Can I bring earbuds?
One of the more common dentist questions these days, it really depends on the dentist, but Dr. Harms doesn't mind. "Music, videos, movies, whatever," she says, encouraging patients to bring whatever makes them feel comfortable.
How do I keep my teeth clean and bright between visits?
"The key, and the proven formula, to maintaining your teeth for a lifetime is thoroughly brushing with a fluoridated toothpaste, two minutes a day, two times a day; flossing once a day; visiting your dentist on a regular basis; and maintaining a healthy diet."
And "be careful about your saliva," she says.
"Saliva is your friend."
Apparently, spit neutralizes acids, helps disinfect the interior of the mouth, and staves off dryness, which can keep corrosive acids in place. Dr. Harms notes that many common medications have dry mouth as a side effect. She recommends those patients (and all patients, really) drink plenty of water and chew sugarless gum.
"Another really important thing that people don't realize, is that it's not the amount of sugar or carbohydrates you eat during the day, it's really the number of exposures." Each sugary encounter represents what Dr. H. terms an "acid attack." She recommends eating sweets with a meal, rather than on their own. She also reminds me that beverages do damage, too, if they're sugary or acidic, saying:
"Sip all day, risk decay."
As I glance at the coffee cup on my desk, still steaming from the third refill of the afternoon I feel suddenly inspired to ask about keeping teeth white, and she lobs back this maxim:
"Anything that stains your carpet can stain your teeth."
To my chagrin, Dr. H. immediately name-checks blueberries, one of my favorite fruits.
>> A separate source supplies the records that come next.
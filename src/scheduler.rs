//! Render scheduling: the Stopped/Running state machine and the per-tick pipeline.
//!
//! The [`Scheduler`] owns all mutable render state. It doesn't own a clock:
//! it publishes a [`Timer`] descriptor and the event loop drives
//! [`Scheduler::tick`] at that period. A new generation means the timer was
//! (re)started and any running interval must be replaced.

use std::io;
use std::ops::RangeInclusive;
use std::time::Duration;

use serde::Deserialize;

use crate::console::{Console, ConsoleEntry};
use crate::mosaic::{clamp_sample_width, FrameSampler, MAX_SAMPLE_SIDE, TEXT_SAMPLE_WIDTH};
use crate::render::{render_text, ImageRenderer, RenderError};
use crate::source::PlaybackSource;

/// Tick period in Image mode.
pub const IMAGE_INTERVAL: Duration = Duration::from_millis(100);
/// Tick period in Text mode. Console text is the bottleneck, hence the slower cadence.
pub const TEXT_INTERVAL: Duration = Duration::from_millis(300);
/// Frames between console clears in Image mode.
pub const IMAGE_CLEAR_THRESHOLD: u32 = 100;
/// Blank lines logged right after each clear.
pub const BLANK_LINES: usize = 60;

/// Accepted values for the Image mode sample width control.
pub const SAMPLE_WIDTH_RANGE: RangeInclusive<u32> = 1..=MAX_SAMPLE_SIDE;
/// Accepted values for the Text mode clear threshold control.
pub const CLEAR_THRESHOLD_RANGE: RangeInclusive<u32> = 1..=100;

pub const DEFAULT_SAMPLE_WIDTH: u32 = 100;
pub const DEFAULT_TEXT_CLEAR_THRESHOLD: u32 = 20;

/// How frames are written to the console.
#[derive(Debug, Clone, Copy, PartialEq, Eq, Default, Deserialize)]
#[serde(rename_all = "lowercase")]
pub enum OutputMode {
    #[default]
    Image,
    Text,
}

impl OutputMode {
    /// Fixed tick period for this mode.
    pub fn interval(self) -> Duration {
        match self {
            OutputMode::Image => IMAGE_INTERVAL,
            OutputMode::Text => TEXT_INTERVAL,
        }
    }

    pub fn toggled(self) -> Self {
        match self {
            OutputMode::Image => OutputMode::Text,
            OutputMode::Text => OutputMode::Image,
        }
    }

    pub fn name(self) -> &'static str {
        match self {
            OutputMode::Image => "image",
            OutputMode::Text => "text",
        }
    }
}

/// Mutable render settings plus the frames-since-clear counter.
#[derive(Debug, Clone, PartialEq, Eq)]
pub struct RenderState {
    pub output_mode: OutputMode,
    /// Image mode sampling width
    pub sample_width: u32,
    /// Text mode clear threshold
    pub text_clear_threshold: u32,
    /// Frames logged since the console was last cleared; 0 forces a clear on the next tick
    pub frames_since_clear: u32,
}

impl Default for RenderState {
    fn default() -> Self {
        Self {
            output_mode: OutputMode::default(),
            sample_width: DEFAULT_SAMPLE_WIDTH,
            text_clear_threshold: DEFAULT_TEXT_CLEAR_THRESHOLD,
            frames_since_clear: 0,
        }
    }
}

impl RenderState {
    /// Tick period for the current mode.
    pub fn interval(&self) -> Duration {
        self.output_mode.interval()
    }

    /// Frames allowed on screen before the next clear.
    pub fn clear_threshold(&self) -> u32 {
        match self.output_mode {
            OutputMode::Image => IMAGE_CLEAR_THRESHOLD,
            OutputMode::Text => self.text_clear_threshold,
        }
    }

    /// Width the sampler should use for the current mode.
    pub fn effective_width(&self) -> u32 {
        match self.output_mode {
            OutputMode::Image => clamp_sample_width(self.sample_width),
            OutputMode::Text => TEXT_SAMPLE_WIDTH,
        }
    }

    /// Count one more frame. Returns `true` when the console must be cleared first.
    pub fn advance_counter(&mut self) -> bool {
        if self.frames_since_clear == 0 || self.frames_since_clear >= self.clear_threshold() {
            self.frames_since_clear = 1;
            true
        } else {
            self.frames_since_clear += 1;
            false
        }
    }
}

/// A repeating timer requested by the scheduler.
#[derive(Debug, Clone, Copy, PartialEq, Eq)]
pub struct Timer {
    pub period: Duration,
    /// Increases every time a timer is started
    pub generation: u64,
}

#[derive(Debug, Clone, Copy, PartialEq, Eq)]
pub enum SchedulerState {
    Stopped,
    Running,
}

/// What a single tick did.
#[derive(Debug, Clone, Copy, PartialEq, Eq)]
pub enum TickOutcome {
    /// No timer is active
    Stopped,
    /// The source has no dimensions or frame yet
    NotReady,
    /// The frame's shape gave an empty sample (e.g. far too tall); nothing was logged
    Skipped,
    /// A frame was sampled and logged
    Rendered { cleared: bool },
}

/// Owns [`RenderState`], the timer descriptor and the sampling/render pipeline.
#[derive(Debug)]
pub struct Scheduler {
    state: RenderState,
    timer: Option<Timer>,
    generations: u64,
    sampler: FrameSampler,
    image: ImageRenderer,
}

impl Scheduler {
    /// `columns` is the on-screen width of Image mode output.
    pub fn new(state: RenderState, columns: u16) -> Self {
        Self {
            state,
            timer: None,
            generations: 0,
            sampler: FrameSampler::new(),
            image: ImageRenderer::new(columns),
        }
    }

    pub fn state(&self) -> &RenderState {
        &self.state
    }

    pub fn status(&self) -> SchedulerState {
        if self.timer.is_some() {
            SchedulerState::Running
        } else {
            SchedulerState::Stopped
        }
    }

    /// The active timer, if running.
    pub fn timer(&self) -> Option<Timer> {
        self.timer
    }

    fn start_timer(&mut self) {
        self.generations += 1;
        self.timer = Some(Timer {
            period: self.state.interval(),
            generation: self.generations,
        });
    }

    /// Source started playing. Starting an already running scheduler keeps its timer.
    pub fn play(&mut self) {
        if self.timer.is_none() {
            self.start_timer();
            log::info!(
                "Scheduler running ({} mode, every {:?})",
                self.state.output_mode.name(),
                self.state.interval()
            );
        }
    }

    /// Source paused or ended.
    pub fn pause(&mut self) {
        if self.timer.take().is_some() {
            log::info!("Scheduler stopped");
        }
    }

    /// Switch output mode.
    ///
    /// Cancels the timer, clears the console and resets the counter; a new
    /// timer at the mode's interval starts only if the source is playing.
    pub fn switch_mode<C: Console + ?Sized>(
        &mut self,
        mode: OutputMode,
        source_playing: bool,
        console: &mut C,
    ) -> io::Result<()> {
        self.timer = None;
        self.state.output_mode = mode;
        console.clear()?;
        self.state.frames_since_clear = 0;
        if source_playing {
            self.start_timer();
        }
        log::info!("Switched to {} mode", mode.name());
        Ok(())
    }

    /// Set the Image mode sample width, clamped to [`SAMPLE_WIDTH_RANGE`].
    pub fn set_sample_width(&mut self, width: u32) -> u32 {
        let width = width.clamp(*SAMPLE_WIDTH_RANGE.start(), *SAMPLE_WIDTH_RANGE.end());
        self.state.sample_width = width;
        width
    }

    /// Set the Text mode clear threshold, clamped to [`CLEAR_THRESHOLD_RANGE`].
    pub fn set_clear_threshold(&mut self, frames: u32) -> u32 {
        let frames = frames.clamp(*CLEAR_THRESHOLD_RANGE.start(), *CLEAR_THRESHOLD_RANGE.end());
        self.state.text_clear_threshold = frames;
        frames
    }

    /// One sample → extract → render pass.
    pub fn tick<S, C>(&mut self, source: &S, console: &mut C) -> Result<TickOutcome, RenderError>
    where
        S: PlaybackSource + ?Sized,
        C: Console + ?Sized,
    {
        if self.timer.is_none() {
            return Ok(TickOutcome::Stopped);
        }
        if !matches!(source.dimensions(), Some((w, h)) if w > 0 && h > 0) {
            return Ok(TickOutcome::NotReady);
        }
        let Some(frame) = source.current_frame() else {
            return Ok(TickOutcome::NotReady);
        };

        let sample = self
            .sampler
            .sample(&frame, self.state.effective_width())
            .extract();
        if sample.is_empty() {
            return Ok(TickOutcome::Skipped);
        }

        let cleared = self.state.advance_counter();
        if cleared {
            log::debug!("Clearing console");
            console.clear()?;
            console.log(ConsoleEntry::Text("\n".repeat(BLANK_LINES)))?;
        }

        let entry = match self.state.output_mode {
            OutputMode::Image => self.image.render(&sample)?,
            OutputMode::Text => render_text(&sample),
        };
        if let Some(entry) = entry {
            console.log(entry)?;
        }

        Ok(TickOutcome::Rendered { cleared })
    }
}

#[cfg(test)]
mod tests {
    use super::*;

    #[test]
    fn test_intervals() {
        assert_eq!(OutputMode::Image.interval(), Duration::from_millis(100));
        assert_eq!(OutputMode::Text.interval(), Duration::from_millis(300));
    }

    #[test]
    fn test_toggled() {
        assert_eq!(OutputMode::Image.toggled(), OutputMode::Text);
        assert_eq!(OutputMode::Text.toggled(), OutputMode::Image);
    }

    #[test]
    fn test_clear_threshold_by_mode() {
        let mut state = RenderState {
            text_clear_threshold: 7,
            ..RenderState::default()
        };
        assert_eq!(state.clear_threshold(), 100);
        state.output_mode = OutputMode::Text;
        assert_eq!(state.clear_threshold(), 7);
    }

    #[test]
    fn test_effective_width_by_mode() {
        let mut state = RenderState {
            sample_width: 120,
            ..RenderState::default()
        };
        assert_eq!(state.effective_width(), 120);
        state.output_mode = OutputMode::Text;
        assert_eq!(state.effective_width(), 40);
        state.output_mode = OutputMode::Image;
        state.sample_width = 0;
        assert_eq!(state.effective_width(), 1);
    }

    #[test]
    fn test_advance_counter_cycle() {
        let mut state = RenderState::default();
        assert!(state.advance_counter());
        assert_eq!(state.frames_since_clear, 1);
        for expected in 2..=100 {
            assert!(!state.advance_counter());
            assert_eq!(state.frames_since_clear, expected);
        }
        assert!(state.advance_counter());
        assert_eq!(state.frames_since_clear, 1);
    }

    #[test]
    fn test_play_pause_timer() {
        let mut scheduler = Scheduler::new(RenderState::default(), 64);
        assert_eq!(scheduler.status(), SchedulerState::Stopped);
        assert!(scheduler.timer().is_none());

        scheduler.play();
        let timer = scheduler.timer().unwrap();
        assert_eq!(timer.period, IMAGE_INTERVAL);
        assert_eq!(scheduler.status(), SchedulerState::Running);

        // Repeated play keeps the same timer
        scheduler.play();
        assert_eq!(scheduler.timer(), Some(timer));

        scheduler.pause();
        assert!(scheduler.timer().is_none());
        assert_eq!(scheduler.status(), SchedulerState::Stopped);
    }

    #[test]
    fn test_set_sample_width_clamps() {
        let mut scheduler = Scheduler::new(RenderState::default(), 64);
        assert_eq!(scheduler.set_sample_width(0), 1);
        assert_eq!(scheduler.set_sample_width(10_000), 400);
        assert_eq!(scheduler.set_sample_width(80), 80);
        assert_eq!(scheduler.state().sample_width, 80);
    }

    #[test]
    fn test_set_clear_threshold_clamps() {
        let mut scheduler = Scheduler::new(RenderState::default(), 64);
        assert_eq!(scheduler.set_clear_threshold(0), 1);
        assert_eq!(scheduler.set_clear_threshold(500), 100);
        assert_eq!(scheduler.set_clear_threshold(15), 15);
        assert_eq!(scheduler.state().text_clear_threshold, 15);
    }
}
No mention of coffee, but still, I make a mental note to rinse my mouth after this cup.
If you've been bleaching your teeth at home, that's fine, she says, breaking into my thoughts. But "make sure your dentist knows what you're up to." That way, your dentist will be able to supervise and guide your process, offering personalized advice along the way. This kind of customized care doesn't cost extra, so do yourself a favor and just be honest.
And finally, can you tell I'm a little anxious? Because that gives me more anxiety.
"I think most people are a little anxious. Going to the dentist is not typically a favorite experience. But we're working on it." Some offices offer sedation, some offer nitrous oxide, and some have video glasses and flowers. "Before I started," she says, "we didn't have the things available to make it more comfortable. Today, [dental] education is focused on comfort."
There's a practical reason for this: "Anxious people tend to delay treatment, and dental disease does not go away by itself. The best thing an anxious person can do is go to those appointments."
And though video spectacles are great, most nerves can be tamed in low-tech ways. "Much of the anxiety is fear of what's going to happen," she says. "I think that sometimes people get frightened if they're not in control of the situation." A good dentist, she says, will put you in the pilot's seat, encouraging you to ask questions, take breaks when you need them, and work with the team to devise an appointment schedule. "There's no set interval" for appointments, she says, "but it's important to get that interval established. And prevention, of course, is key."
"I used to be a big chicken myself. I've gotten a lot better."
The bottom line? Don't delay cutting-edge medical treatment out of fear. Dr. Harms leaves me with a vivid image: "My grandparents used to keep their teeth in a jar by the bed. [But] we can keep our teeth in good form and function for the rest of our lives."